In this regard, the World Bank, which said that poverty reduction stagnated since 2015 under the regime of the President, Major General Muhammadu Buhari (retd.), projected that the number of poor Nigerians would hit 95.1 million in 2022.
Incidentally, this projection had been made in its report titled, ‘A Better Future for All Nigerians: 2022 Nigeria Poverty Assessment.’
And this report had read, “The COVID-19 crisis is driving up Nigeria’s poverty rate, pushing more than five million additional people into poverty by 2022. With real per capita GDP growth being negative in all sectors in 2020, poverty is projected to have deepened for the current poor, while those households that were just above the poverty line prior to the COVID-19 crisis would be likely to fall into poverty.
Hence, “Were the crisis not to have hit (the counterfactual scenario), the poverty headcount rate would be forecast to remain virtually unchanged, with the number of poor people set to rise from 82.9 million in 2018/19 to 85.2 million in 2020 and 90.0 million in 2022, due largely to natural population growth.
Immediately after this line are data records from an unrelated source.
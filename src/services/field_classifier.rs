//! 字段分类服务 - 业务能力层
//!
//! 只负责"给字段定语义类别"能力，不关心流程
//!
//! 分类规则按优先级从高到低：
//! 1. 签名控件 → signature
//! 2. 字段名命中日期词表（"date" / "dob" / "signed" 子串）→ date
//! 3. 有固定允许值集合的控件 → choice-single / choice-multi
//! 4. 文本输入控件 → text
//! 5. 其他 → unknown（保留在序列中，但不参与必填校验）

use tracing::{debug, info};

use crate::error::Result;
use crate::infrastructure::{PdfFormBackend, RawField, RawFieldKind};
use crate::models::{FieldCategory, FormField};

/// 日期字段名词表（子串匹配，大小写不敏感）
static DATE_NAME_VOCAB: phf::Set<&'static str> = phf::phf_set! {
    "date",
    "dob",
    "signed",
};

/// 字段分类服务
///
/// 职责：
/// - 把原始控件记录翻译成带语义类别的 `FormField`
/// - 保持文档内部字段顺序，分类是幂等的
/// - 不出现 PDF 结构细节
/// - 不关心流程顺序
#[derive(Debug, Default)]
pub struct FieldClassifier;

impl FieldClassifier {
    pub fn new() -> Self {
        Self
    }

    /// 扫描文档并产出有序的字段序列
    ///
    /// # 参数
    /// - `backend`: 文档协作方
    /// - `source`: 源文档标识（路径或 URL）
    /// - `bytes`: 源文档字节流
    ///
    /// # 返回
    /// 与文档内部顺序一致的 `FormField` 序列；文档损坏时整体失败
    pub fn classify_document(
        &self,
        backend: &dyn PdfFormBackend,
        source: &str,
        bytes: &[u8],
    ) -> Result<Vec<FormField>> {
        let raw = backend.read_fields(source, bytes)?;
        info!("🔍 {} 共发现 {} 个表单字段", source, raw.len());

        let fields: Vec<FormField> = raw.iter().map(|f| self.classify_one(f)).collect();

        for field in &fields {
            debug!(
                "字段 '{}' → {} (必填: {})",
                field.id,
                field.category.as_str(),
                field.required
            );
        }
        Ok(fields)
    }

    /// 对单个控件应用分类规则
    fn classify_one(&self, raw: &RawField) -> FormField {
        let category = if raw.kind == RawFieldKind::Signature {
            FieldCategory::Signature
        } else if name_looks_like_date(&raw.name) {
            FieldCategory::Date
        } else if matches!(raw.kind, RawFieldKind::Choice | RawFieldKind::Button) {
            if raw.multi_select {
                FieldCategory::ChoiceMulti
            } else {
                FieldCategory::ChoiceSingle
            }
        } else if raw.kind == RawFieldKind::Text {
            FieldCategory::Text
        } else {
            FieldCategory::Unknown
        };

        FormField {
            id: raw.name.clone(),
            category,
            required: raw.required,
            rect: raw.rect,
            hint: hint_from_name(&raw.name),
            options: raw.options.clone(),
        }
    }
}

/// 字段名是否命中日期词表
fn name_looks_like_date(name: &str) -> bool {
    let lower = name.to_lowercase();
    DATE_NAME_VOCAB.iter().any(|word| lower.contains(word))
}

/// 从字段名推导生成服务的上下文提示
///
/// "buyer_name" → "buyer name"；对语义不明的短名（纯数字等）不给提示
fn hint_from_name(name: &str) -> Option<String> {
    let humanized = name.replace(['_', '-'], " ").trim().to_string();
    if humanized.is_empty() || humanized.chars().all(|c| c.is_ascii_digit()) {
        None
    } else {
        Some(humanized)
    }
}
However, “Given the effects of the crisis, the poverty headcount rate is instead projected to jump from 40.1 per cent in 2018/19 to 42.0 per cent in 2020 and 42.6 per cent in 2022, it implies that the number of poor people was 89.0 million in 2020 and would be 95.1 million in 2022. Taking the difference between these two scenarios, the crisis alone is projected to have driven an additional 3.8 million Nigerians into poverty in 2020, with an additional 5.1 million living in poverty by 2022.”
Therefore, the rising poverty also defies the government’s plan to lift 100 million Nigerians out of poverty in 10 years.
Incidentally, in August 2019, Buhari said his regime would lift 100 million Nigerians out of poverty between 2020 and 2030, which means that an average of 10 million Nigerians would be lifted out of poverty each year.
So, in June 2021, Buhari inaugurated the National Steering Committee of the National Poverty Reduction with Growth Strategy chaired by Vice President Yemi Osinbajo.
It is the president’s opinion that this re-echoed his commitment to lift 100 million Nigerians out of poverty in 10 years, with a well-researched framework for implementation and funding.
Thus, the president was quoted in a statement by his Special Adviser on Media and Publicity, Femi Adesina, as saying, “If India can lift 271 million people out of poverty between 2006 and 2016, Nigeria can surely lift 100 million out of poverty in 10 years. Fortunately, we have already started but we need to unlock the challenges of slow implementation, inappropriate targeting and absence of adequate resources.”
As fast back as October last year, the World Bank Lead Economist for the Middle East and North Africa region’s Poverty Reduction and Economic Management Group, Tara Vishwanath, had described the goal of the Nigerian president to lift 100 million Nigerians out of poverty in 10 years as ambitious.
She stated that the ambitious goal could only be feasible if certain swift policies were put in place to provide opportunities in the labour market and boost investors’ confidence.
In the same vein, World Bank economists, Jonathan Lain and Jakob Engel, said in a blogpost on the bank’s website that rising inflation, persistent population growth, the COVID-19 pandemic and war in Ukraine were threatening Nigeria’s poverty reduction aspiration. And quite sadly, there doesn’t seem to be a ready solution in sight to bring the vast, unimaginable proportion of Nigerians out of poverty, today.